Stored data
//! # Validation Module
//!
//! Input validation for ledger, catalog and party operations.
//!
//! ## Validation Strategy
//! ```text
//! ┌─────────────────────────────────────────────────────────────────────────┐
//! │                      Validation Layers                                  │
//! │                                                                         │
//! │  Layer 1: Presentation                                                  │
//! │  └── Immediate user feedback (empty fields, obvious typos)             │
//! │           │                                                             │
//! │           ▼                                                             │
//! │  Layer 2: THIS MODULE (tally-core)                                     │
//! │  ├── Shape checks: empty ids, empty item lists, non-positive values    │
//! │  └── Runs before any snapshot lookup or batch staging                  │
//! │           │                                                             │
//! │           ▼                                                             │
//! │  Layer 3: Database (SQLite)                                            │
//! │  ├── NOT NULL / CHECK constraints                                      │
//! │  └── Foreign keys (employee → company)                                 │
//! └─────────────────────────────────────────────────────────────────────────┘
//! ```

use crate::error::ValidationError;
use crate::money::Money;
use crate::types::ItemRequest;

/// Result type for validation operations.
pub type ValidationResult<T> = Result<T, ValidationError>;

const MAX_NAME_LEN: usize = 120;

/// Largest quantity a single line item may carry.
pub const MAX_QUANTITY: i64 = 10_000;

/// Largest catalog price, in cents (100 000.00).
pub const MAX_PRICE_CENTS: i64 = 10_000_000;

/// Largest stock level, and largest manual stock adjustment either way.
pub const MAX_STOCK: i64 = 1_000_000;

/// Validates that an id (entry, employee, product, company) is present.
pub fn validate_id(field: &str, id: &str) -> ValidationResult<()> {
    if id.trim().is_empty() {
        return Err(ValidationError::Required {
            field: field.to_string(),
        });
    }
    Ok(())
}

/// Validates a display name (product, company, employee).
///
/// ```rust
/// use tally_core::validation::validate_name;
///
/// assert!(validate_name("Coxinha").is_ok());
/// assert!(validate_name("   ").is_err());
/// ```
pub fn validate_name(name: &str) -> ValidationResult<()> {
    let name = name.trim();

    if name.is_empty() {
        return Err(ValidationError::Required {
            field: "name".to_string(),
        });
    }

    if name.chars().count() > MAX_NAME_LEN {
        return Err(ValidationError::TooLong {
            field: "name".to_string(),
            max: MAX_NAME_LEN,
        });
    }

    Ok(())
}

/// Catalog prices are strictly positive and at most [`MAX_PRICE_CENTS`].
pub fn validate_price(price: Money) -> ValidationResult<()> {
    if !price.is_positive() {
        return Err(ValidationError::MustBePositive {
            field: "price".to_string(),
        });
    }
    if price.cents() > MAX_PRICE_CENTS {
        return Err(ValidationError::TooLarge {
            field: "price (cents)".to_string(),
            max: MAX_PRICE_CENTS,
        });
    }
    Ok(())
}

/// Stock levels set from the catalog are between zero and [`MAX_STOCK`].
pub fn validate_stock(stock: i64) -> ValidationResult<()> {
    if stock < 0 {
        return Err(ValidationError::MustNotBeNegative {
            field: "stock".to_string(),
        });
    }
    if stock > MAX_STOCK {
        return Err(ValidationError::TooLarge {
            field: "stock".to_string(),
            max: MAX_STOCK,
        });
    }
    Ok(())
}

/// Manual stock adjustments move at most [`MAX_STOCK`] units either way.
pub fn validate_stock_delta(delta: i64) -> ValidationResult<()> {
    if delta.checked_abs().map_or(true, |size| size > MAX_STOCK) {
        return Err(ValidationError::TooLarge {
            field: "stock delta".to_string(),
            max: MAX_STOCK,
        });
    }
    Ok(())
}

/// Payment amounts are strictly positive.
pub fn validate_payment_amount(amount: Money) -> ValidationResult<()> {
    if !amount.is_positive() {
        return Err(ValidationError::MustBePositive {
            field: "payment amount".to_string(),
        });
    }
    Ok(())
}

/// Validates the item list of an add or edit.
///
/// ## Rules
/// - At least one item
/// - Every item names a product
/// - Every quantity is positive and at most [`MAX_QUANTITY`]
pub fn validate_items(items: &[ItemRequest]) -> ValidationResult<()> {
    if items.is_empty() {
        return Err(ValidationError::Required {
            field: "items".to_string(),
        });
    }

    for item in items {
        validate_id("product id", &item.product_id)?;
        if item.quantity <= 0 {
            return Err(ValidationError::MustBePositive {
                field: "quantity".to_string(),
            });
        }
        if item.quantity > MAX_QUANTITY {
            return Err(ValidationError::TooLarge {
                field: "quantity".to_string(),
                max: MAX_QUANTITY,
            });
        }
    }

    Ok(())
}

#[cfg(test)]
mod tests {
    use super::*;

    #[test]
    fn test_validate_name() {
        assert!(validate_name("Pão de queijo").is_ok());
        assert!(validate_name("").is_err());
        assert!(validate_name(&"x".repeat(MAX_NAME_LEN + 1)).is_err());
    }

    #[test]
    fn test_validate_price_and_stock() {
        assert!(validate_price(Money::from_cents(1)).is_ok());
        assert!(validate_price(Money::zero()).is_err());
        assert!(validate_price(Money::from_cents(-100)).is_err());

        assert!(validate_price(Money::from_cents(MAX_PRICE_CENTS)).is_ok());
        assert!(validate_price(Money::from_cents(MAX_PRICE_CENTS + 1)).is_err());

        assert!(validate_stock(0).is_ok());
        assert!(validate_stock(-1).is_err());
        assert!(validate_stock(MAX_STOCK + 1).is_err());

        assert!(validate_stock_delta(-MAX_STOCK).is_ok());
        assert!(validate_stock_delta(MAX_STOCK + 1).is_err());
        assert!(validate_stock_delta(i64::MIN).is_err());
    }

    #[test]
    fn test_validate_items() {
        assert!(validate_items(&[ItemRequest::new("p1", 2)]).is_ok());
        assert!(validate_items(&[]).is_err());
        assert!(validate_items(&[ItemRequest::new("p1", 0)]).is_err());
        assert!(validate_items(&[ItemRequest::new("", 1)]).is_err());
        assert!(validate_items(&[ItemRequest::new("p1", MAX_QUANTITY)]).is_ok());
        assert!(matches!(
            validate_items(&[ItemRequest::new("p1", MAX_QUANTITY + 1)]),
            Err(ValidationError::TooLarge { .. })
        ));
    }

    #[test]
    fn test_validate_payment_amount() {
        assert!(validate_payment_amount(Money::from_cents(1200)).is_ok());
        assert!(validate_payment_amount(Money::zero()).is_err());
    }
}
//! # Party Repository
//!
//! Companies and their employees.

use sqlx::SqlitePool;
use tracing::debug;

use crate::error::DbResult;
use tally_core::{Company, Employee};

#[derive(Debug, sqlx::FromRow)]
struct CompanyRow {
    id: String,
    name: String,
}

impl From<CompanyRow> for Company {
    fn from(row: CompanyRow) -> Self {
        Company {
            id: row.id,
            name: row.name,
        }
    }
}

#[derive(Debug, sqlx::FromRow)]
struct EmployeeRow {
    id: String,
    name: String,
    contact_handle: String,
    company_id: String,
}

impl From<EmployeeRow> for Employee {
    fn from(row: EmployeeRow) -> Self {
        Employee {
            id: row.id,
            name: row.name,
            contact_handle: row.contact_handle,
            company_id: row.company_id,
        }
    }
}

/// Repository for company and employee reads.
#[derive(Debug, Clone)]
pub struct PartyRepository {
    pool: SqlitePool,
}

impl PartyRepository {
    /// Creates a new PartyRepository.
    pub fn new(pool: SqlitePool) -> Self {
        PartyRepository { pool }
    }

    pub async fn get_company(&self, id: &str) -> DbResult<Option<Company>> {
        let row = sqlx::query_as::<_, CompanyRow>("SELECT id, name FROM companies WHERE id = ?1")
            .bind(id)
            .fetch_optional(&self.pool)
            .await?;
        Ok(row.map(Company::from))
    }

    pub async fn list_companies(&self) -> DbResult<Vec<Company>> {
        let rows =
            sqlx::query_as::<_, CompanyRow>("SELECT id, name FROM companies ORDER BY name, id")
                .fetch_all(&self.pool)
                .await?;
        debug!(count = rows.len(), "Listed companies");
        Ok(rows.into_iter().map(Company::from).collect())
    }

    pub async fn get_employee(&self, id: &str) -> DbResult<Option<Employee>> {
        let row = sqlx::query_as::<_, EmployeeRow>(
            "SELECT id, name, contact_handle, company_id FROM employees WHERE id = ?1",
        )
        .bind(id)
        .fetch_optional(&self.pool)
        .await?;
        Ok(row.map(Employee::from))
    }

    pub async fn list_employees(&self) -> DbResult<Vec<Employee>> {
        let rows = sqlx::query_as::<_, EmployeeRow>(
            "SELECT id, name, contact_handle, company_id FROM employees ORDER BY name, id",
        )
        .fetch_all(&self.pool)
        .await?;
        debug!(count = rows.len(), "Listed employees");
        Ok(rows.into_iter().map(Employee::from).collect())
    }

    /// Number of employees attached to a company.
    pub async fn count_employees_of(&self, company_id: &str) -> DbResult<i64> {
        let count: i64 = sqlx::query_scalar("SELECT COUNT(*) FROM employees WHERE company_id = ?1")
            .bind(company_id)
            .fetch_one(&self.pool)
            .await?;
        Ok(count)
    }
}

▶ **Task brief**
Your answer must be a single number: how many lines of the records contain the word "trim".

▶ **Exercise solution**
2